Let’s start with the numbers. Between January 2020 and June 2021, ESET’s brute-force attack protection prevented more than 71 billion
attacks against systems with publicly accessible Remote Desktop Protocol (RDP) ports, demonstrating that protocol’s popularity among cybercriminals as an attack surface. While the most notable growth occurred in the first half of 2020, mirroring the lockdowns caused by the global pandemic, the highest daily figures were seen in the first half of 2021.
Figure 1. Number of brute-force attacks has been growing since beginning of 2020, reaching the highest daily figures in H1 2021.

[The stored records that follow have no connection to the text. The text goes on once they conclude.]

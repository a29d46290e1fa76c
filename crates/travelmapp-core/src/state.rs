//! Observable UI state for place screens.
//!
//! `PlacesViewModel` runs repository calls and publishes their progress over
//! `tokio::sync::watch` channels, so any number of views can follow the
//! latest state without polling.

use tokio::sync::watch;

use crate::error::Error;
use crate::models::{ImageUpload, Place, PlaceId};
use crate::places::PlacesRepository;

/// State of the place list.
#[derive(Debug, Clone, PartialEq)]
pub enum PlacesState {
    Loading,
    Empty,
    Success(Vec<Place>),
    Error(String),
}

/// State of a single place being viewed.
#[derive(Debug, Clone, PartialEq)]
pub enum PlaceDetailsState {
    Idle,
    Loading,
    Success(Place),
    Error(String),
}

/// State of the last add, update or delete.
#[derive(Debug, Clone, PartialEq, Eq)]
pub enum PlaceOperationState {
    Idle,
    Loading,
    Success(PlaceId),
    Deleted,
    Error(String),
}

pub struct PlacesViewModel {
    repository: PlacesRepository,
    places: watch::Sender<PlacesState>,
    details: watch::Sender<PlaceDetailsState>,
    operation: watch::Sender<PlaceOperationState>,
}

impl PlacesViewModel {
    pub fn new(repository: PlacesRepository) -> Self {
        let (places, _) = watch::channel(PlacesState::Loading);
        let (details, _) = watch::channel(PlaceDetailsState::Idle);
        let (operation, _) = watch::channel(PlaceOperationState::Idle);
        Self {
            repository,
            places,
            details,
            operation,
        }
    }

    pub fn subscribe_places(&self) -> watch::Receiver<PlacesState> {
        self.places.subscribe()
    }

    pub fn subscribe_place_details(&self) -> watch::Receiver<PlaceDetailsState> {
        self.details.subscribe()
    }

    pub fn subscribe_operation(&self) -> watch::Receiver<PlaceOperationState> {
        self.operation.subscribe()
    }

    pub fn places_state(&self) -> PlacesState {
        self.places.borrow().clone()
    }

    pub fn place_details_state(&self) -> PlaceDetailsState {
        self.details.borrow().clone()
    }

    pub fn operation_state(&self) -> PlaceOperationState {
        self.operation.borrow().clone()
    }

    pub async fn load_places(&self) {
        self.places.send_replace(PlacesState::Loading);

        let next = match self.repository.list().await {
            Ok(places) if places.is_empty() => PlacesState::Empty,
            Ok(places) => PlacesState::Success(places),
            Err(error) => PlacesState::Error(message_or(&error, "Failed to load places")),
        };
        self.places.send_replace(next);
    }

    pub async fn load_place(&self, id: &PlaceId) {
        self.details.send_replace(PlaceDetailsState::Loading);

        let next = match self.repository.get(id).await {
            Ok(place) => PlaceDetailsState::Success(place),
            Err(error) => PlaceDetailsState::Error(message_or(&error, "Failed to load place")),
        };
        self.details.send_replace(next);
    }

    pub async fn add_place(&self, draft: Place, image: Option<ImageUpload>) {
        tracing::debug!("Adding place {}", draft.name);
        self.operation.send_replace(PlaceOperationState::Loading);

        let next = match self.repository.add(draft, image).await {
            Ok(id) => PlaceOperationState::Success(id),
            Err(error) => PlaceOperationState::Error(message_or(&error, "Failed to add place")),
        };
        self.operation.send_replace(next);
    }

    pub async fn update_place(&self, place: &Place, image: Option<ImageUpload>) {
        self.operation.send_replace(PlaceOperationState::Loading);

        let next = match self.repository.update(place, image).await {
            Ok(()) => PlaceOperationState::Success(place.id.clone()),
            Err(error) => {
                PlaceOperationState::Error(message_or(&error, "Failed to update place"))
            }
        };
        self.operation.send_replace(next);
    }

    pub async fn delete_place(&self, id: &PlaceId) {
        self.operation.send_replace(PlaceOperationState::Loading);

        let next = match self.repository.delete(id).await {
            Ok(()) => PlaceOperationState::Deleted,
            Err(error) => {
                PlaceOperationState::Error(message_or(&error, "Failed to delete place"))
            }
        };
        self.operation.send_replace(next);
    }

    pub fn reset_operation_state(&self) {
        self.operation.send_replace(PlaceOperationState::Idle);
    }
}

fn message_or(error: &Error, fallback: &str) -> String {
    let message = error.to_string();
    if message.trim().is_empty() {
        fallback.to_string()
    } else {
        message
    }
}

#[cfg(test)]
mod tests {
    use std::sync::Arc;

    use pretty_assertions::assert_eq;

    use super::*;
    use crate::session::{SessionProvider, StaticSession};
    use crate::storage::{BlobStore, InMemoryBlobStore};
    use crate::store::{DocumentStore, InMemoryDocumentStore};

    fn view_model(session: Arc<StaticSession>) -> PlacesViewModel {
        let repository = PlacesRepository::new(
            session as Arc<dyn SessionProvider>,
            Arc::new(InMemoryDocumentStore::new()) as Arc<dyn DocumentStore>,
            Arc::new(InMemoryBlobStore::new()) as Arc<dyn BlobStore>,
        );
        PlacesViewModel::new(repository)
    }

    #[test]
    fn initial_states() {
        let vm = view_model(Arc::new(StaticSession::anonymous()));
        assert_eq!(vm.places_state(), PlacesState::Loading);
        assert_eq!(vm.place_details_state(), PlaceDetailsState::Idle);
        assert_eq!(vm.operation_state(), PlaceOperationState::Idle);
    }

    #[tokio::test]
    async fn empty_collection_is_reported_as_empty() {
        let vm = view_model(Arc::new(StaticSession::anonymous()));
        vm.load_places().await;
        assert_eq!(vm.places_state(), PlacesState::Empty);
    }

    #[tokio::test]
    async fn add_then_load_publishes_success() {
        let vm = view_model(Arc::new(StaticSession::signed_in("u1")));
        let mut operations = vm.subscribe_operation();

        vm.add_place(Place::new("Louvre").with_rating(4.0), None).await;

        assert!(operations.has_changed().unwrap());
        let PlaceOperationState::Success(id) = operations.borrow_and_update().clone() else {
            panic!("expected success, got {:?}", vm.operation_state());
        };

        vm.load_places().await;
        let PlacesState::Success(places) = vm.places_state() else {
            panic!("expected places");
        };
        assert_eq!(places.len(), 1);
        assert_eq!(places[0].id, id);

        vm.load_place(&id).await;
        let PlaceDetailsState::Success(place) = vm.place_details_state() else {
            panic!("expected place details");
        };
        assert_eq!(place.name, "Louvre");
    }

    #[tokio::test]
    async fn failures_publish_error_text() {
        let vm = view_model(Arc::new(StaticSession::anonymous()));

        vm.add_place(Place::new("Louvre"), None).await;
        assert_eq!(
            vm.operation_state(),
            PlaceOperationState::Error("User not logged in".to_string())
        );

        vm.load_place(&PlaceId::from("ghost")).await;
        assert_eq!(
            vm.place_details_state(),
            PlaceDetailsState::Error("Place not found: ghost".to_string())
        );
    }

    #[tokio::test]
    async fn update_success_reports_place_id() {
        let vm = view_model(Arc::new(StaticSession::signed_in("u1")));
        vm.add_place(Place::new("Louvre"), None).await;
        let PlaceOperationState::Success(id) = vm.operation_state() else {
            panic!("expected success");
        };

        let place = Place {
            id: id.clone(),
            ..Place::new("Musée du Louvre")
        };
        vm.update_place(&place, None).await;
        assert_eq!(vm.operation_state(), PlaceOperationState::Success(id));
    }

    #[tokio::test]
    async fn delete_then_reset() {
        let session = Arc::new(StaticSession::signed_in("u1"));
        let vm = view_model(Arc::clone(&session));
        vm.add_place(Place::new("Louvre"), None).await;
        let PlaceOperationState::Success(id) = vm.operation_state() else {
            panic!("expected success");
        };

        session.sign_in("u2");
        vm.delete_place(&id).await;
        assert_eq!(
            vm.operation_state(),
            PlaceOperationState::Error("You can only delete your own places".to_string())
        );

        session.sign_in("u1");
        vm.delete_place(&id).await;
        assert_eq!(vm.operation_state(), PlaceOperationState::Deleted);

        vm.reset_operation_state();
        assert_eq!(vm.operation_state(), PlaceOperationState::Idle);
    }

    #[test]
    fn empty_error_text_uses_fallback() {
        let error = Error::Forbidden(String::new());
        assert_eq!(message_or(&error, "Failed to delete place"), "Failed to delete place");
        assert_eq!(
            message_or(&Error::Unauthenticated, "Failed to delete place"),
            "User not logged in"
        );
    }
}
//! Bodies exchanged with the Supabase `/signup` and `/token` endpoints.

use serde::{Deserialize, Serialize};

use super::{AuthError, AuthResult, AuthSession, AuthUser};
use crate::util::unix_seconds_now;

/// Email and password as typed by the traveller.
#[derive(Debug, Serialize)]
pub(super) struct Credentials<'a> {
    email: &'a str,
    password: &'a str,
}

impl<'a> Credentials<'a> {
    /// The email is trimmed; the password is sent as typed but may not be blank.
    pub(super) fn new(email: &'a str, password: &'a str) -> AuthResult<Self> {
        let email = email.trim();
        if email.is_empty() {
            return Err(AuthError::Rejected("Email is required".to_string()));
        }
        if password.trim().is_empty() {
            return Err(AuthError::Rejected("Password is required".to_string()));
        }
        Ok(Self { email, password })
    }
}

/// Body of a `POST /token?grant_type=...` request.
#[derive(Debug, Serialize)]
#[serde(untagged)]
pub(super) enum TokenGrant<'a> {
    Password(Credentials<'a>),
    Refresh { refresh_token: &'a str },
}

impl<'a> TokenGrant<'a> {
    pub(super) fn refresh(refresh_token: &'a str) -> AuthResult<Self> {
        let refresh_token = refresh_token.trim();
        if refresh_token.is_empty() {
            return Err(AuthError::Config("Refresh token must not be empty"));
        }
        Ok(Self::Refresh { refresh_token })
    }

    /// Value of the `grant_type` query parameter.
    pub(super) const fn grant_type(&self) -> &'static str {
        match self {
            Self::Password(_) => "password",
            Self::Refresh { .. } => "refresh_token",
        }
    }
}

/// What `/signup` and `/token` answer with.
///
/// A sign-up that still needs email confirmation answers with the new user
/// and no tokens at all.
#[derive(Debug, Default, Deserialize)]
#[serde(default)]
pub(super) struct TokenReply {
    access_token: Option<String>,
    refresh_token: Option<String>,
    expires_at: Option<i64>,
    expires_in: Option<i64>,
    user: Option<AuthUser>,
}

impl TokenReply {
    /// `Ok(None)` when no session was issued; an error when one was issued
    /// but is missing parts.
    pub(super) fn into_session(self) -> AuthResult<Option<AuthSession>> {
        let Self {
            access_token,
            refresh_token,
            expires_at,
            expires_in,
            user,
        } = self;

        let Some(access_token) = access_token else {
            return Ok(None);
        };
        let expires_at =
            expires_at.or_else(|| expires_in.map(|seconds| unix_seconds_now().saturating_add(seconds)));

        match (refresh_token, expires_at, user) {
            (Some(refresh_token), Some(expires_at), Some(user)) => Ok(Some(AuthSession {
                access_token,
                refresh_token,
                expires_at,
                user,
            })),
            _ => Err(AuthError::Rejected(
                "Supabase returned an incomplete session".to_string(),
            )),
        }
    }
}

#[cfg(test)]
mod tests {
    use pretty_assertions::assert_eq;
    use serde_json::json;

    use super::*;

    fn reply(value: serde_json::Value) -> TokenReply {
        serde_json::from_value(value).unwrap()
    }

    #[test]
    fn credentials_trim_email_and_require_both_parts() {
        let credentials = Credentials::new("  ana@example.com ", "hunter2").unwrap();
        assert_eq!(
            serde_json::to_value(&credentials).unwrap(),
            json!({"email": "ana@example.com", "password": "hunter2"})
        );

        assert!(matches!(
            Credentials::new(" ", "hunter2"),
            Err(AuthError::Rejected(ref message)) if message == "Email is required"
        ));
        assert!(matches!(
            Credentials::new("ana@example.com", "   "),
            Err(AuthError::Rejected(ref message)) if message == "Password is required"
        ));
    }

    #[test]
    fn grants_serialize_to_token_bodies() {
        let password = TokenGrant::Password(Credentials::new("ana@example.com", "pw").unwrap());
        assert_eq!(password.grant_type(), "password");
        assert_eq!(
            serde_json::to_value(&password).unwrap(),
            json!({"email": "ana@example.com", "password": "pw"})
        );

        let refresh = TokenGrant::refresh(" r-1 ").unwrap();
        assert_eq!(refresh.grant_type(), "refresh_token");
        assert_eq!(
            serde_json::to_value(&refresh).unwrap(),
            json!({"refresh_token": "r-1"})
        );

        assert!(matches!(TokenGrant::refresh(""), Err(AuthError::Config(_))));
    }

    #[test]
    fn reply_without_tokens_issues_no_session() {
        let pending = reply(json!({"id": "u1", "email": "ana@example.com", "confirmation_sent_at": "2024-05-01T10:00:00Z"}));
        assert!(pending.into_session().unwrap().is_none());

        let with_user = reply(json!({"user": {"id": "u1"}}));
        assert!(with_user.into_session().unwrap().is_none());
    }

    #[test]
    fn reply_with_expires_in_gets_absolute_expiry() {
        let session = reply(json!({
            "access_token": "a",
            "refresh_token": "r",
            "expires_in": 3600,
            "token_type": "bearer",
            "user": {"id": "u1", "email": "ana@example.com", "role": "authenticated"}
        }))
        .into_session()
        .unwrap()
        .unwrap();

        assert_eq!(session.user.email.as_deref(), Some("ana@example.com"));
        assert!(session.expires_at > unix_seconds_now());
        assert!(!session.is_expired());
    }

    #[test]
    fn explicit_expires_at_wins() {
        let session = reply(json!({
            "access_token": "a",
            "refresh_token": "r",
            "expires_at": 1_900_000_000,
            "expires_in": 60,
            "user": {"id": "u1"}
        }))
        .into_session()
        .unwrap()
        .unwrap();
        assert_eq!(session.expires_at, 1_900_000_000);
    }

    #[test]
    fn incomplete_session_is_rejected() {
        let missing_refresh = reply(json!({"access_token": "a", "expires_in": 60, "user": {"id": "u1"}}));
        assert!(matches!(
            missing_refresh.into_session(),
            Err(AuthError::Rejected(_))
        ));

        let missing_user = reply(json!({"access_token": "a", "refresh_token": "r", "expires_in": 60}));
        assert!(missing_user.into_session().is_err());
    }
}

The comparison of H1 2020 and H1 2021 shows an enormous 612% growth of these password-guessing attacks against RDP. The average daily number of unique clients reporting such attacks has also increased significantly, growing from 80,000 in H1 2020 to more than 160,000 (+100%) in H1 2021.
Figure 2. According to ESET telemetry, the detection trend of RDP brute-force attacks shows continuous growth with several large spikes in 2021.
But RDP isn’t the only distribution channel currently being............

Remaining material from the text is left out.